And step 304, the feature extraction network layer respectively extracts the light capture features of the multiple frames of target images to obtain multiple pieces of light capture feature information.
In the embodiment of the invention, after a plurality of frames of target images in the target image group are input into the feature extraction network layer of the pre-trained motion recognition model, the feature extraction network layer can be used for extracting the features of each frame of target image to be used as the light capture feature information. And, the extracted light capture characteristic information is a multi-dimensional vector.
For example, if the target image group includes 5 target images, and the 5 target images are respectively the t-2 frame infrared image, the t-1 frame infrared image, the t +1 frame infrared image and the t +2 frame infrared image in the multiple continuous infrared images collected by the infrared camera, the w × h × 1 dimensional pixel matrix of each target image can be input into the feature extraction network layer, and the light capture features of the 5 target images are respectively It-2、It-1、It、It+1And It+2. And the extracted light capture features are all preset vectors with s dimension, and s is not equal to 0. Wherein w is the number of horizontal pixel points of the pixel matrix of the target image, and w is the number of vertical pixel points of the pixel matrix of the target image.
And 305, the difference characteristic calculation layer calculates the difference value of the light capture characteristics of two adjacent target images in the target image group according to the light capture characteristic information to obtain a plurality of difference characteristic information.
In this step, if the number of the extracted light capture features is N, N-1 difference feature information can be calculated.
For example, referring to fig. 5b, if the target image group includes 5 target images, the 5 target images are respectively in the plurality of consecutive infrared images collected by the infrared camera: the method comprises the following steps of (1) respectively obtaining a t-2 th frame infrared image, a t-1 th frame infrared image, a t +1 th frame infrared image and a t +2 th frame infrared image, wherein light capture characteristic information of 5 frames of target images extracted by a characteristic extraction network layer is as follows: i ist-2、It-1、It、It+1And It+2The difference feature calculation layer may respectively calculate difference feature information according to the extracted light capture feature information:
Mt=It-It-1
Mt-1=It-1-It-2
Mt+1=It+1-It
Mt+2=It+2-It+1
according to the 5 pieces of light capture characteristic information, 4 pieces of difference characteristic information can be calculated: mt、Mt-1、Mt+1And Mt+2. Wherein, the difference feature information is also a vector of s dimension.
And step 306, the characteristic splicing layer splices the plurality of light capture characteristic information and the plurality of difference characteristic information to obtain splicing characteristic information.

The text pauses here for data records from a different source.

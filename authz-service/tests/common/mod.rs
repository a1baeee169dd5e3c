//! Test helpers: in-memory stores plus a preconfigured AppState.

#![allow(dead_code)]

use std::sync::Arc;

use authz_service::{
    config::{AuthzConfig, Environment, SecretConfig, SessionConfig},
    models::{Identity, Role, Tenant, TenantMembership, TenantRole, TenantState, TenantType},
    services::JwtSessionVerifier,
    stores::MemoryDirectory,
    AppState,
};
use uuid::Uuid;

pub const TEST_SESSION_SECRET: &str = "test-session-secret";
pub const TEST_INVITATION_KEY: &str = "test-invitation-key";
pub const TEST_RESET_KEY: &str = "test-reset-key";

pub fn test_config() -> AuthzConfig {
    AuthzConfig {
        common: platform_core::config::Config {
            port: 8080,
            log_level: "error".to_string(),
        },
        environment: Environment::Dev,
        service_name: "authz-service-test".to_string(),
        log_level: "error".to_string(),
        session: SessionConfig {
            secret: TEST_SESSION_SECRET.to_string(),
            expiry_minutes: 15,
        },
        secrets: SecretConfig {
            invitation_key: TEST_INVITATION_KEY.to_string(),
            reset_key: TEST_RESET_KEY.to_string(),
            reset_token_ttl_minutes: 30,
        },
    }
}

pub struct TestEnv {
    pub state: AppState,
    pub directory: MemoryDirectory,
    pub jwt: JwtSessionVerifier,
}

pub fn test_env() -> TestEnv {
    let config = test_config();
    let directory = MemoryDirectory::new();
    let jwt = JwtSessionVerifier::new(&config.session);

    let state = AppState::new(
        config,
        Arc::new(directory.clone()),
        Arc::new(directory.clone()),
        Arc::new(directory.clone()),
    );

    TestEnv {
        state,
        directory,
        jwt,
    }
}

impl TestEnv {
    /// Seed an identity and return it.
    pub async fn seed_identity(&self, email: &str, role: Role, accepted: bool) -> Identity {
        let mut identity = Identity::new(email.to_string(), role);
        identity.invitation_accepted = accepted;
        self.directory.insert_identity(identity.clone()).await;
        identity
    }

    /// Seed a tenant in a given lifecycle state and return it.
    pub async fn seed_tenant(&self, name: &str, state: TenantState) -> Tenant {
        let mut tenant = Tenant::new(name.to_string(), TenantType::External);
        tenant.state = state;
        self.directory.insert_tenant(tenant.clone()).await;
        tenant
    }

    /// Seed a membership and return it.
    pub async fn seed_membership(
        &self,
        tenant_id: Uuid,
        user_id: Uuid,
        role: TenantRole,
        accepted: bool,
    ) -> TenantMembership {
        let mut membership = TenantMembership::new(tenant_id, user_id, role);
        membership.invitation_accepted = accepted;
        self.directory.insert_membership(membership.clone()).await;
        membership
    }

    /// Mint a session token for an identity.
    pub fn session_token(&self, identity: &Identity) -> String {
        self.jwt
            .issue(identity.user_id, identity.role)
            .expect("failed to issue session token")
    }
}
use platform_core::config as core_config;
use platform_core::error::AppError;
use serde::Deserialize;
use std::env;

#[derive(Debug, Clone, Deserialize)]
pub struct AuthzConfig {
    pub common: core_config::Config,
    pub environment: Environment,
    pub service_name: String,
    pub log_level: String,
    pub session: SessionConfig,
    pub secrets: SecretConfig,
}

#[derive(Debug, Clone, Deserialize, PartialEq)]
#[serde(rename_all = "lowercase")]
pub enum Environment {
    Dev,
    Prod,
}

/// Session-token verification settings.
#[derive(Debug, Clone, Deserialize)]
pub struct SessionConfig {
    pub secret: String,
    pub expiry_minutes: i64,
}

/// Keys for the invitation and reset-password token codecs, plus the reset
/// TTL. The two codecs use distinct keys so neither token is replayable as
/// the other.
#[derive(Debug, Clone, Deserialize)]
pub struct SecretConfig {
    pub invitation_key: String,
    pub reset_key: String,
    pub reset_token_ttl_minutes: i64,
}

impl AuthzConfig {
    pub fn from_env() -> Result<Self, AppError> {
        dotenvy::dotenv().ok();

        let common_config = core_config::Config::load()?;

        let env_str = env::var("ENVIRONMENT").unwrap_or_else(|_| "dev".to_string());
        let environment: Environment = env_str
            .parse()
            .map_err(|e: String| AppError::ConfigError(anyhow::anyhow!(e)))?;

        let is_prod = environment == Environment::Prod;

        let config = AuthzConfig {
            common: common_config,
            environment,
            service_name: get_env("SERVICE_NAME", Some("authz-service"), is_prod)?,
            log_level: get_env("LOG_LEVEL", Some("info"), is_prod)?,
            session: SessionConfig {
                secret: get_env("SESSION_TOKEN_SECRET", None, is_prod)?,
                expiry_minutes: get_env("SESSION_EXPIRY_MINUTES", Some("60"), is_prod)?
                    .parse()
                    .map_err(|e: std::num::ParseIntError| {
                        AppError::ConfigError(anyhow::anyhow!(e.to_string()))
                    })?,
            },
            secrets: SecretConfig {
                invitation_key: get_env("INVITATION_TOKEN_KEY", None, is_prod)?,
                reset_key: get_env("RESET_TOKEN_KEY", None, is_prod)?,
                reset_token_ttl_minutes: get_env("RESET_TOKEN_TTL_MINUTES", Some("30"), is_prod)?
                    .parse()
                    .map_err(|e: std::num::ParseIntError| {
                        AppError::ConfigError(anyhow::anyhow!(e.to_string()))
                    })?,
            },
        };

        config.validate()?;
        Ok(config)
    }

    fn validate(&self) -> Result<(), AppError> {
        if self.session.expiry_minutes <= 0 {
            return Err(AppError::ConfigError(anyhow::anyhow!(
                "SESSION_EXPIRY_MINUTES must be positive"
            )));
        }

        if self.secrets.reset_token_ttl_minutes <= 0 {
            return Err(AppError::ConfigError(anyhow::anyhow!(
                "RESET_TOKEN_TTL_MINUTES must be positive"
            )));
        }

        if self.secrets.invitation_key == self.secrets.reset_key {
            return Err(AppError::ConfigError(anyhow::anyhow!(
                "INVITATION_TOKEN_KEY and RESET_TOKEN_KEY must differ"
            )));
        }

        Ok(())
    }
}

fn get_env(key: &str, default: Option<&str>, is_prod: bool) -> Result<String, AppError> {
    match env::var(key) {
        Ok(val) => Ok(val),
        Err(_) => {
            if is_prod {
                Err(AppError::ConfigError(anyhow::anyhow!(format!(
                    "{} is required in production but not set",
                    key
                ))))
            } else if let Some(def) = default {
                Ok(def.to_string())
            } else {
                Err(AppError::ConfigError(anyhow::anyhow!(format!(
                    "{} is required but not set",
                    key
                ))))
            }
        }
    }
}

impl std::str::FromStr for Environment {
    type Err = String;

    fn from_str(s: &str) -> Result<Self, Self::Err> {
        match s.to_lowercase().as_str() {
            "dev" => Ok(Environment::Dev),
            "prod" => Ok(Environment::Prod),
            _ => Err(format!("Invalid environment: {}", s)),
        }
    }
}
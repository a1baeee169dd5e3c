mod common;

use authz_service::models::{Identity, Role};
use authz_service::services::ServiceError;
use common::test_env;
use platform_core::error::AppError;

#[tokio::test]
async fn test_round_trip() {
    let env = test_env();
    let identity = env
        .seed_identity("invitee@example.com", Role::Vendor, false)
        .await;

    let token = env.state.invitation_tokens.issue(&identity).unwrap();
    assert!(token.starts_with("invitation:invitee@example.com:"));

    let claims = env
        .state
        .invitation_tokens
        .verify(&token, env.state.identities.as_ref())
        .await
        .unwrap();

    assert_eq!(claims.user_id, identity.user_id);
    assert_eq!(claims.email, identity.email);
    assert_eq!(claims.role, Role::Vendor);
}

#[tokio::test]
async fn test_token_dies_once_invitation_accepted() {
    let env = test_env();
    let identity = env
        .seed_identity("invitee@example.com", Role::Vendor, false)
        .await;

    let token = env.state.invitation_tokens.issue(&identity).unwrap();

    // Valid while pending.
    env.state
        .invitation_tokens
        .verify(&token, env.state.identities.as_ref())
        .await
        .unwrap();

    // Accept, then verify the unchanged bytes again.
    let mut accepted = identity.clone();
    accepted.invitation_accepted = true;
    env.directory.insert_identity(accepted).await;

    let err = env
        .state
        .invitation_tokens
        .verify(&token, env.state.identities.as_ref())
        .await
        .unwrap_err();

    assert!(matches!(err, ServiceError::InvitationAlreadyAccepted));
    assert!(matches!(AppError::from(err), AppError::Conflict(_)));
}

#[tokio::test]
async fn test_single_character_flips_fail_each_segment() {
    let env = test_env();
    let identity = env
        .seed_identity("invitee@example.com", Role::Vendor, false)
        .await;

    let token = env.state.invitation_tokens.issue(&identity).unwrap();

    // Claim-type prefix.
    let bad_kind = token.replacen("invitation", "invitatiom", 1);
    // Email segment (resolves to no identity).
    let bad_email = token.replacen("invitee", "invitez", 1);
    // Digest segment.
    let mut bad_digest = token.clone();
    let last = bad_digest.pop().unwrap();
    bad_digest.push(if last == '0' { '1' } else { '0' });

    for tampered in [bad_kind, bad_email, bad_digest] {
        let err = env
            .state
            .invitation_tokens
            .verify(&tampered, env.state.identities.as_ref())
            .await
            .unwrap_err();
        assert!(
            matches!(err, ServiceError::TokenInvalid),
            "tampered token {:?} produced {:?}",
            tampered,
            err
        );
    }
}

#[tokio::test]
async fn test_malformed_token_rejected() {
    let env = test_env();

    for malformed in ["", "invitation", "invitation:someone@example.com"] {
        let err = env
            .state
            .invitation_tokens
            .verify(malformed, env.state.identities.as_ref())
            .await
            .unwrap_err();
        assert!(matches!(err, ServiceError::TokenInvalid));
    }
}

#[tokio::test]
async fn test_role_change_after_issue_invalidates_digest() {
    let env = test_env();
    let identity = env
        .seed_identity("invitee@example.com", Role::Vendor, false)
        .await;

    let token = env.state.invitation_tokens.issue(&identity).unwrap();

    // The digest covers the role snapshot, recomputed from the current
    // identity at verification time.
    let mut promoted = identity.clone();
    promoted.role = Role::Admin;
    env.directory.insert_identity(promoted).await;

    let err = env
        .state
        .invitation_tokens
        .verify(&token, env.state.identities.as_ref())
        .await
        .unwrap_err();
    assert!(matches!(err, ServiceError::TokenInvalid));
}

#[tokio::test]
async fn test_token_for_unknown_identity_rejected() {
    let env = test_env();
    let ghost = Identity::new("ghost@example.com".to_string(), Role::Vendor);

    // Issued for an identity that was never stored (or has been deleted).
    let token = env.state.invitation_tokens.issue(&ghost).unwrap();

    let err = env
        .state
        .invitation_tokens
        .verify(&token, env.state.identities.as_ref())
        .await
        .unwrap_err();
    assert!(matches!(err, ServiceError::TokenInvalid));
}
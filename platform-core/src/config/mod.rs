use crate::error::AppError;
use config::{Config as Cfg, File};
use serde::Deserialize;
use std::net::SocketAddr;

/// Settings shared by every vendauth service.
#[derive(Debug, Deserialize, Clone)]
pub struct Config {
    #[serde(default = "default_port")]
    pub port: u16,
    #[serde(default = "default_log_level")]
    pub log_level: String,
}

fn default_port() -> u16 {
    8080
}

fn default_log_level() -> String {
    "info".to_string()
}

impl Config {
    pub fn load() -> Result<Self, AppError> {
        dotenvy::dotenv().ok();

        let config = Cfg::builder()
            .add_source(File::with_name("configuration").required(false))
            .add_source(config::Environment::with_prefix("VENDAUTH").separator("__"))
            .build()?;

        Ok(config.try_deserialize()?)
    }

    pub fn bind_addr(&self) -> SocketAddr {
        SocketAddr::from(([0, 0, 0, 0], self.port))
    }
}
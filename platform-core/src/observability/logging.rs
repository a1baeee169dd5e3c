use tracing_subscriber::{layer::SubscriberExt, util::SubscriberInitExt};

/// Initialize structured JSON logging for a service.
///
/// `RUST_LOG` overrides `log_level` when set. Safe to call once per process;
/// test binaries should use `try_init` semantics via their own harness.
pub fn init_tracing(service_name: &str, log_level: &str) {
    let env_filter = tracing_subscriber::EnvFilter::try_from_default_env()
        .unwrap_or_else(|_| tracing_subscriber::EnvFilter::new(log_level));

    tracing_subscriber::registry()
        .with(env_filter)
        .with(
            tracing_subscriber::fmt::layer()
                .with_file(true)
                .with_line_number(true)
                .json()
                .flatten_event(true),
        )
        .init();

    tracing::info!(service = service_name, "logging initialized");
}
//! Tenant model - vendor organizations with a billing-driven lifecycle state.

use chrono::{DateTime, Utc};
use serde::{Deserialize, Serialize};
use uuid::Uuid;

/// Tenant type codes.
#[derive(Debug, Clone, Copy, PartialEq, Eq, Serialize, Deserialize)]
#[serde(rename_all = "lowercase")]
pub enum TenantType {
    Internal,
    External,
}

impl TenantType {
    pub fn as_str(&self) -> &'static str {
        match self {
            TenantType::Internal => "internal",
            TenantType::External => "external",
        }
    }

    /// State a tenant of this type starts in.
    pub fn initial_state(&self) -> TenantState {
        match self {
            TenantType::Internal => TenantState::Normal,
            TenantType::External => TenantState::SubscriptionRequired,
        }
    }

    /// States a tenant of this type may occupy. Internal tenants never enter
    /// the subscription states.
    pub fn allows_state(&self, state: TenantState) -> bool {
        match self {
            TenantType::Internal => {
                matches!(state, TenantState::Normal | TenantState::LimitExceeded)
            }
            TenantType::External => true,
        }
    }
}

/// Tenant lifecycle state codes.
///
/// Transitions are driven by billing and usage events outside this crate;
/// the authorization layer only reads state.
#[derive(Debug, Clone, Copy, PartialEq, Eq, Serialize, Deserialize)]
#[serde(rename_all = "snake_case")]
pub enum TenantState {
    Normal,
    SubscriptionRequired,
    SubscriptionRenewFailed,
    LimitExceeded,
}

impl TenantState {
    pub fn as_str(&self) -> &'static str {
        match self {
            TenantState::Normal => "normal",
            TenantState::SubscriptionRequired => "subscription_required",
            TenantState::SubscriptionRenewFailed => "subscription_renew_failed",
            TenantState::LimitExceeded => "limit_exceeded",
        }
    }
}

/// Tenant entity.
#[derive(Debug, Clone, Serialize, Deserialize)]
pub struct Tenant {
    pub tenant_id: Uuid,
    pub name: String,
    pub tenant_type: TenantType,
    pub state: TenantState,
    pub created_utc: DateTime<Utc>,
}

impl Tenant {
    /// Create a new tenant in the initial state for its type.
    pub fn new(name: String, tenant_type: TenantType) -> Self {
        Self {
            tenant_id: Uuid::new_v4(),
            name,
            tenant_type,
            state: tenant_type.initial_state(),
            created_utc: Utc::now(),
        }
    }
}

In this step, the plurality of pieces of light capture characteristic information and the plurality of pieces of difference characteristic information may be spliced into one piece of splicing characteristic information. If there are N pieces of light capture characteristic information and N-1 pieces of difference characteristic information, and the light capture characteristic information and the difference characteristic information are both vectors of s dimension, then s × (2N-1) dimension splicing characteristic information can be obtained.
For example, referring to fig. 5b, if there are 5 pieces of light capture characteristic information: i ist-2、It-1、It、It+1And It+24 pieces of difference feature information: mt、Mt-1、Mt+1And Mt+2The 5 pieces of light capture characteristic information and the 4 pieces of difference characteristic information can be superposed to obtain splicing characteristic information of s × 9 dimensions.
And 307, the action classification network layer determines the probability that the action corresponding to the splicing characteristic information belongs to each preset action type.
In the embodiment of the present invention, the action classification network layer in the action recognition model may include a preset number of full connection layers. On the premise of ensuring that the output dimension of the last full connection layer of the action classification network layer is 1 × n, the preset number may be specifically determined according to the actual application situation, for example, the action classification network layer may set 6 full connection layers or 10 full connection layers, and the like. n represents the number of action types of the target object.
For example, referring to fig. 5c, if the action classification network layer in the action recognition model includes 6 fully connected layers:
first fully-connected layer: the input characteristic dimension is s (2N-1), the number of neurons is (2N-1) s, and the output characteristic dimension is 1 (2N-1) s; n represents the number of target images; n represents the number of target images, and N also represents the number of light capture characteristic information;
second full connection layer: the input characteristic dimension is 1 x (2N-1) s, the number of neurons is 2(2N-1) s, and the output characteristic dimension is 1 x 2(2N-1) s;
a third fully-connected layer: the input characteristic dimension is 1 multiplied by 2(2N-1) s, the number of neurons is 2(2N-1) s, the output characteristic dimension is 1 multiplied by 2N, and N represents the number of action types;
fourth full connection layer: the input characteristic dimension is 1 x 2n, the number of neurons is 2n, and the output characteristic dimension is 1 x 2 n;
a fifth fully-connected layer: the input characteristic dimension is 1 multiplied by 2n, the number of neurons is 2n, and the output characteristic dimension is 1 multiplied by n;
sixth full connection layer: the input characteristic dimension is n, the number of neurons is n, and the output characteristic dimension is 1 × n.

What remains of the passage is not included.